Interest expense was $5.7 million in fiscal 2013 and consisted of interest incurred under our revolving line
of credit of $4.6 million, which includes standby and letter of credit interest, interest of $1.1 million related to
accounting for build-to-suit lease transactions under ASC 840, amortization of deferred financing fees of $0.7
million, interest on capital leases of $0.1 million and interest of $0.1 million for notes payable for share
repurchases. In addition, we capitalized interest expense of $0.9 million for capital projects in fiscal 2013.
Income tax expense
Income tax expense was $57.2 million in fiscal 2014 compared to $30.9 million in fiscal 2013. Our effective
tax rate was 38.58% in fiscal 2014 compared to 62.96% in fiscal 2013. The decrease in the effective tax rate in
fiscal 2014 was primarily due to the fact that the effective tax rate in fiscal 2013 was significantly impacted by
our reporting a net loss before income taxes, non-deductible stock-based compensation and other non-deductible
expenses.
Fiscal 2013 Compared to Fiscal 2012
Net revenues
Net revenues increased $357.9 million, or 30.0%, to $1,551.0 million in fiscal 2013 compared to $1,193.0
million in fiscal 2012. We had 70 and 71 retail stores open at February 1, 2014 and February 2, 2013,
respectively. Stores sales increased $175.1 million, or 27.2%, to $818.4 million in fiscal 2013 compared to
$643.3 million in fiscal 2012. Direct sales increased $182.8 million, or 33.3%, to $732.6 million in fiscal 2013
compared to $549.7 million in fiscal 2012. Comparable brand revenue growth was 31% in fiscal 2013 compared
to 28% in fiscal 2012. We believe that the increase in comparable brand revenue was due primarily to a favorable
reaction to our merchandise assortment, including the expansion of existing product categories, and the
introduction of new product categories.
Gross profit
Gross profit increased $120.4 million, or 27.6%, to $556.9 million in fiscal 2013 from $436.4 million in
fiscal 2012. As a percentage of net revenues, gross margin decreased 0.7% to 35.9% of net revenues in fiscal
2013 from 36.6% of net revenues in fiscal 2012.

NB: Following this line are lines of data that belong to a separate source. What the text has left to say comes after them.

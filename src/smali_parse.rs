use crate::error::RmPermError;
use crate::smali_ops::{parse_label, parse_op};
use crate::types::*;
use nom::branch::alt;
use nom::bytes::complete::{escaped, is_not, tag, take_while, take_while1};
use nom::character::complete::{char, line_ending, multispace0, none_of, not_line_ending, one_of, space0, space1};
use nom::combinator::{map_res, opt, value};
use nom::error::{Error, ErrorKind};
use nom::multi::many1;
use nom::sequence::{delimited, pair, preceded, terminated};
use nom::Err::Failure;
use nom::IResult;
use std::str::FromStr;

fn ws<'a, F, O>(inner: F) -> impl FnMut(&'a str) -> IResult<&'a str, O>
where
    F: FnMut(&'a str) -> IResult<&'a str, O>,
{
    delimited(multispace0, inner, multispace0)
}

fn quoted<'a>() -> impl FnMut(&'a str) -> IResult<&'a str, &'a str> {
    let esc = escaped(none_of("\\\""), '\\', one_of("'\"tbnrfu\\"));
    let esc_or_empty = alt((esc, tag("")));

    delimited(pair(space0, char('"')), esc_or_empty, char('"'))
}

fn fail_at<T>(input: &str) -> IResult<&str, T> {
    Err(Failure(Error { input, code: ErrorKind::Fail }))
}

fn comment(i: &str) -> IResult<&str, ()> {
    value((), pair(char('#'), opt(is_not("\n\r"))))(i)
}

fn take_until_eol(s: &str) -> IResult<&str, &str> {
    let (input, r) = not_line_ending(s)?;
    let (input, _) = opt(line_ending)(input)?;
    Ok((input, r))
}

/// Consumes leading modifier keywords, stopping at the first word that is not one.
fn parse_modifiers(smali: &str) -> IResult<&str, Vec<Modifier>> {
    let mut input = smali;
    let mut mods = vec![];
    loop {
        let word: IResult<&str, &str> = preceded(space0, terminated(take_while1(|c: char| c.is_alphanumeric() || c == '-'), space1))(input);
        match word {
            Ok((o, w)) => match Modifier::from_str(w) {
                Ok(m) => {
                    mods.push(m);
                    input = o;
                }
                Err(_) => break,
            },
            Err(_) => break,
        }
    }
    let (input, _) = space0(input)?;
    Ok((input, mods))
}

fn parse_visibility(smali: &str) -> IResult<&str, AnnotationVisibility> {
    map_res(ws(alt((tag("build"), tag("runtime"), tag("system")))), AnnotationVisibility::from_str)(smali)
}

fn parse_class_line(smali: &str) -> IResult<&str, (Vec<Modifier>, String)> {
    let (input, _) = terminated(tag(".class"), space1)(smali)?;
    let (input, modifiers) = parse_modifiers(input)?;
    let (input, class_type) = take_until_eol(input)?;
    Ok((input, (modifiers, class_type.trim().to_string())))
}

fn parse_super_line(smali: &str) -> IResult<&str, String> {
    let (input, _) = terminated(tag(".super"), space1)(smali)?;
    let (input, class_type) = take_until_eol(input)?;
    Ok((input, class_type.trim().to_string()))
}

fn parse_implements_line(smali: &str) -> IResult<&str, String> {
    let (input, _) = terminated(tag(".implements"), space1)(smali)?;
    let (input, class_type) = take_until_eol(input)?;
    Ok((input, class_type.trim().to_string()))
}

fn parse_source_line(smali: &str) -> IResult<&str, String> {
    let (input, _) = tag(".source")(smali)?;
    let (input, source) = quoted()(input)?;
    let (input, _) = take_until_eol(input)?;
    Ok((input, source.to_string()))
}

/// Collects the raw lines of a block up to and including the line starting with `end_tag`.
fn take_block<'a>(smali: &'a str, end_tag: &str) -> IResult<&'a str, String> {
    let mut lines = vec![];
    let mut input = smali;
    loop {
        if input.is_empty() {
            return fail_at(smali);
        }
        let (o, line) = take_until_eol(input)?;
        let line = line.trim();
        input = o;
        if !line.is_empty() {
            lines.push(line.to_string());
        }
        if line.starts_with(end_tag) {
            return Ok((input, lines.join("\n")));
        }
    }
}

fn parse_java_array(smali: &str) -> IResult<&str, Vec<String>> {
    let (o, _) = ws(tag("{"))(smali)?;
    let mut v = vec![];

    let mut input = o;
    loop {
        if let Ok((o, _)) = ws(tag::<_, _, Error<&str>>("}"))(input) {
            return Ok((o, v));
        }

        if let Ok((o, s)) = ws(quoted())(input) {
            v.push(format!("\"{}\"", s));
            input = o;
        } else if input.starts_with(".subannotation") {
            let (o, block) = take_block(input, ".end subannotation")?;
            v.push(block);
            input = o;
        } else {
            let (o, s) = ws(is_not(",}\n"))(input)?;
            v.push(s.trim().to_string());
            input = o;
        }

        if let Ok((o, _)) = ws(tag::<_, _, Error<&str>>(","))(input) {
            input = o;
        }
    }
}

fn parse_enum(smali: &str) -> IResult<&str, AnnotationValue> {
    let (input, _) = ws(tag(".enum"))(smali)?;
    let (input, object) = take_while1(|c| c != '-')(input)?;
    let (input, _) = tag("->")(input)?;
    let (input, field) = take_while(|x| x != ':' && x != '\n')(input)?;
    let (input, _) = take_until_eol(input)?;
    Ok((input, AnnotationValue::Enum(ObjectIdentifier::from_jni_type(object), field.to_string())))
}

fn parse_annotation_element(smali: &str) -> IResult<&str, AnnotationElement> {
    let (input, name) = ws(take_while1(|c: char| c.is_alphanumeric() || c == '_' || c == '$'))(smali)?;
    let (input, _) = terminated(char('='), space0)(input)?;

    let (rest, value) = if let Ok((i, e)) = parse_annotation(input, true) {
        (i, AnnotationValue::SubAnnotation(e))
    } else if let Ok((i, e)) = parse_enum(input) {
        (i, e)
    } else if let Ok((i, elements)) = parse_java_array(input) {
        (i, AnnotationValue::Array(elements))
    } else {
        let (i, v) = take_until_eol(input)?;
        (i, AnnotationValue::Single(v.trim().to_string()))
    };

    Ok((rest, AnnotationElement { name: name.to_string(), value }))
}

pub(crate) fn parse_annotation(smali: &str, subannotation: bool) -> IResult<&str, SmaliAnnotation> {
    let (input, visibility, end_tag) = if subannotation {
        let (o, _) = ws(tag(".subannotation"))(smali)?;
        (o, AnnotationVisibility::System, ".end subannotation")
    } else {
        let (o, _) = ws(tag(".annotation"))(smali)?;
        let (o, v) = parse_visibility(o)?;
        (o, v, ".end annotation")
    };

    let (input, type_sig) = take_until_eol(input)?;
    let annotation_type = match TypeSignature::from_jni(type_sig) {
        Ok(t) => t,
        Err(_) => return fail_at(input),
    };
    let mut annotation = SmaliAnnotation {
        visibility,
        annotation_type,
        elements: vec![],
    };

    let mut input = input;
    loop {
        if let Ok((o, _)) = ws(tag::<_, _, Error<&str>>(end_tag))(input) {
            return Ok((o, annotation));
        }

        match parse_annotation_element(input) {
            Ok((o, element)) => {
                annotation.elements.push(element);
                input = o;
            }
            Err(_) => return fail_at(input),
        }
    }
}

fn parse_field(smali: &str) -> IResult<&str, SmaliField> {
    let (input, _) = terminated(tag(".field"), space1)(smali)?;
    let (input, modifiers) = parse_modifiers(input)?;
    let (input, name) = take_while1(|c| c != ':' && c != '\n')(input)?;
    let (input, _) = char(':')(input)?;
    let (input, type_sig) = take_while1(|x: char| !x.is_whitespace() && x != '=')(input)?;
    let signature = match TypeSignature::from_jni(type_sig) {
        Ok(t) => t,
        Err(_) => return fail_at(input),
    };

    let (input, initial_value) = opt(preceded(delimited(space0, char('='), space0), not_line_ending))(input)?;
    let (mut input, _) = take_until_eol(input)?;

    let mut field = SmaliField {
        name: name.trim().to_string(),
        modifiers,
        signature,
        initial_value: initial_value.map(|s| s.trim().to_string()),
        annotations: vec![],
    };

    // Annotations only belong to the field when the block is closed by .end field
    let block: IResult<&str, Vec<SmaliAnnotation>> =
        terminated(many1(|i| parse_annotation(i, false)), ws(tag(".end field")))(input);
    if let Ok((o, annotations)) = block {
        field.annotations = annotations;
        input = o;
    }

    Ok((input, field))
}

fn is_block_directive(line: &str) -> Option<&'static str> {
    if line.starts_with(".array-data") {
        Some(".end array-data")
    } else if line.starts_with(".packed-switch") {
        Some(".end packed-switch")
    } else if line.starts_with(".sparse-switch") {
        Some(".end sparse-switch")
    } else {
        None
    }
}

/// Parses one entry of a method body, pushing it onto `method`.
fn parse_body_entry<'a>(smali: &'a str, method: &mut SmaliMethod) -> IResult<&'a str, ()> {
    if smali.starts_with('#') {
        let (o, _) = comment(smali)?;
        return Ok((o, ()));
    }

    if smali.starts_with(".annotation") {
        let (o, a) = parse_annotation(smali, false)?;
        method.annotations.push(a);
        return Ok((o, ()));
    }

    let (rest, line) = take_until_eol(smali)?;
    let line = line.trim();

    if let Some(n) = line.strip_prefix(".locals") {
        return match n.trim().parse::<u32>() {
            Ok(n) => {
                method.locals = Some(n);
                Ok((rest, ()))
            }
            Err(_) => fail_at(smali),
        };
    }

    if let Some(n) = line.strip_prefix(".line") {
        return match n.trim().parse::<u32>() {
            Ok(n) => {
                method.ops.push(SmaliOp::Line(n));
                Ok((rest, ()))
            }
            Err(_) => fail_at(smali),
        };
    }

    if line.starts_with(':') {
        return match parse_label(line) {
            Ok((_, l)) => {
                method.ops.push(SmaliOp::Label(l));
                Ok((rest, ()))
            }
            Err(_) => fail_at(smali),
        };
    }

    if let Some(end_tag) = is_block_directive(line) {
        let (o, block) = take_block(smali, end_tag)?;
        method.ops.push(SmaliOp::Directive(block));
        return Ok((o, ()));
    }

    if line.starts_with(".param") {
        // Annotations only belong to the parameter when the block is closed by .end param,
        // otherwise they are method annotations following a plain .param line
        let block: IResult<&str, Vec<SmaliAnnotation>> =
            terminated(many1(|i| parse_annotation(i, false)), ws(tag(".end param")))(rest);
        if block.is_ok() {
            let (o, block) = take_block(smali, ".end param")?;
            method.ops.push(SmaliOp::Directive(block));
            return Ok((o, ()));
        }
        method.ops.push(SmaliOp::Directive(line.to_string()));
        return Ok((rest, ()));
    }

    if line.starts_with('.') {
        method.ops.push(SmaliOp::Directive(line.to_string()));
        return Ok((rest, ()));
    }

    match parse_op(line) {
        Ok((_, op)) => {
            method.ops.push(SmaliOp::Op(op));
            Ok((rest, ()))
        }
        Err(_) => fail_at(smali),
    }
}

fn parse_method(smali: &str) -> IResult<&str, SmaliMethod> {
    let (input, _) = terminated(tag(".method"), space1)(smali)?;
    let (input, modifiers) = parse_modifiers(input)?;
    let (input, constructor) = opt(terminated(tag("constructor"), space1))(input)?;
    let (input, name) = take_while1(|c| c != '(' && c != '\n')(input)?;
    let (input, signature) = parse_methodsignature(input)?;
    let (input, _) = take_until_eol(input)?;

    let mut method = SmaliMethod {
        name: name.trim().to_string(),
        modifiers,
        constructor: constructor.is_some(),
        signature,
        locals: None,
        annotations: vec![],
        ops: vec![],
    };

    let mut input = input;
    loop {
        let (o, _) = multispace0(input)?;
        input = o;

        if let Ok((o, _)) = tag::<_, _, Error<&str>>(".end method")(input) {
            let (o, _) = take_until_eol(o)?;
            return Ok((o, method));
        }

        if input.is_empty() {
            return fail_at(smali);
        }

        let (o, _) = parse_body_entry(input, &mut method)?;
        input = o;
    }
}

fn line_number(whole: &str, rest: &str) -> usize {
    let consumed = whole.len().saturating_sub(rest.len());
    whole[..consumed].matches('\n').count() + 1
}

fn first_line(s: &str) -> &str {
    s.lines().next().unwrap_or("").trim()
}

/// Parses a complete smali document.
pub(crate) fn parse_class(smali: &str) -> Result<SmaliClass, RmPermError> {
    let mut input = smali;
    let mut name = None;

    let mut dex = SmaliClass {
        name: ObjectIdentifier::from_java_type("java.lang.Object"),
        super_class: None,
        source: None,
        implements: vec![],
        annotations: vec![],
        fields: vec![],
        methods: vec![],
        modifiers: vec![],
    };

    loop {
        let (o, _) = multispace0::<_, Error<&str>>(input).unwrap_or((input, ""));
        input = o;
        if input.is_empty() {
            break;
        }

        let parsed: Result<&str, nom::Err<Error<&str>>> = if input.starts_with('#') {
            comment(input).map(|(o, _)| o)
        } else if input.starts_with(".class") {
            parse_class_line(input).map(|(o, (m, c))| {
                dex.modifiers = m;
                name = Some(ObjectIdentifier::from_jni_type(&c));
                o
            })
        } else if input.starts_with(".super") {
            parse_super_line(input).map(|(o, c)| {
                dex.super_class = Some(ObjectIdentifier::from_jni_type(&c));
                o
            })
        } else if input.starts_with(".source") {
            parse_source_line(input).map(|(o, s)| {
                dex.source = Some(s);
                o
            })
        } else if input.starts_with(".implements") {
            parse_implements_line(input).map(|(o, c)| {
                dex.implements.push(ObjectIdentifier::from_jni_type(&c));
                o
            })
        } else if input.starts_with(".annotation") {
            parse_annotation(input, false).map(|(o, a)| {
                dex.annotations.push(a);
                o
            })
        } else if input.starts_with(".field") {
            parse_field(input).map(|(o, f)| {
                dex.fields.push(f);
                o
            })
        } else if input.starts_with(".method") {
            parse_method(input).map(|(o, m)| {
                dex.methods.push(m);
                o
            })
        } else {
            fail_at::<()>(input).map(|(o, _)| o)
        };

        match parsed {
            Ok(o) => input = o,
            Err(nom::Err::Error(e)) | Err(nom::Err::Failure(e)) => {
                // Report the statement that started the failing construct
                let at = if e.input.len() < input.len() { e.input } else { input };
                fail!("Unable to parse line {} `{}`", line_number(smali, at), first_line(at));
            }
            Err(nom::Err::Incomplete(_)) => fail!("Unexpected end of smali document"),
        }
    }

    match name {
        Some(n) => dex.name = n,
        None => fail!("Missing .class directive"),
    }
    Ok(dex)
}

In fiscal 2012, we incurred a $3.3 million charge related to increased tariff obligations of one of our foreign
suppliers following the U.S. Department of Commerce’s review of the anti-dumping duty order on wooden
bedroom furniture from China for the period from January 1, 2011 through December 31, 2011. Excluding the
impact associated with this obligation, gross margin decreased 1.0% to 35.9% of net revenues in fiscal 2013 from
36.9% in fiscal 2012. This decrease was primarily driven by strategic pricing on new product introductions and
changes in product mix. In addition, gross profit as a percentage of net revenues decreased due to increased
freight costs resulting from a larger percentage of furniture sales during the period, which incur higher shipping
costs than our other products. These decreases in gross profit as a percentage of net revenues were partially offset
by improvement in store occupancy costs from improved leverage on the fixed portion of such costs.